[Records for processing — start]
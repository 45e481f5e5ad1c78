//! Mount detection state machine
//!
//! The engine inserts its canvas into the page at some point after init
//! hands control to the frame loop. The shell watches DOM mutations until
//! the canvas shows up, then tears the loading screen down exactly once.
//! The browser glue (observer attach/disconnect) lives in the binary; this
//! module is the decision logic it runs on every mutation.

/// Lifecycle of the mount watch. Transitions once, irreversibly.
#[derive(Debug, Clone, Copy, PartialEq, Eq, Default)]
pub enum MountWatch {
    /// Observer attached, canvas not yet seen
    #[default]
    Watching,
    /// Canvas seen, loading screen dismissed, observer disconnected
    Done,
}

/// What a single mutation callback should do
#[derive(Debug, Clone, Copy, PartialEq, Eq)]
pub enum MountCheck {
    /// First time the surface is present: dismiss loading and stop watching
    Mounted,
    /// Surface not in the document yet: stay attached, warn and move on
    SurfaceAbsent,
    /// Watch already concluded: nothing to do
    Concluded,
}

impl MountWatch {
    pub fn new() -> Self {
        Self::Watching
    }

    /// Advance the watch for one observed mutation.
    ///
    /// Yields `Mounted` at most once over the whole lifetime of the watch;
    /// every call after that is `Concluded` regardless of surface presence.
    pub fn on_mutation(&mut self, surface_present: bool) -> MountCheck {
        match (*self, surface_present) {
            (MountWatch::Watching, true) => {
                *self = MountWatch::Done;
                MountCheck::Mounted
            }
            (MountWatch::Watching, false) => MountCheck::SurfaceAbsent,
            (MountWatch::Done, _) => MountCheck::Concluded,
        }
    }

    pub fn is_done(&self) -> bool {
        matches!(self, MountWatch::Done)
    }
}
[Records for processing — finish]
- _Activity_
Once a line of the records is found to contain "loading", copy it out.

- _Answer box_
//! the canvas shows up, then tears the loading screen down exactly once.
    /// Canvas seen, loading screen dismissed, observer disconnected
    /// First time the surface is present: dismiss loading and stop watching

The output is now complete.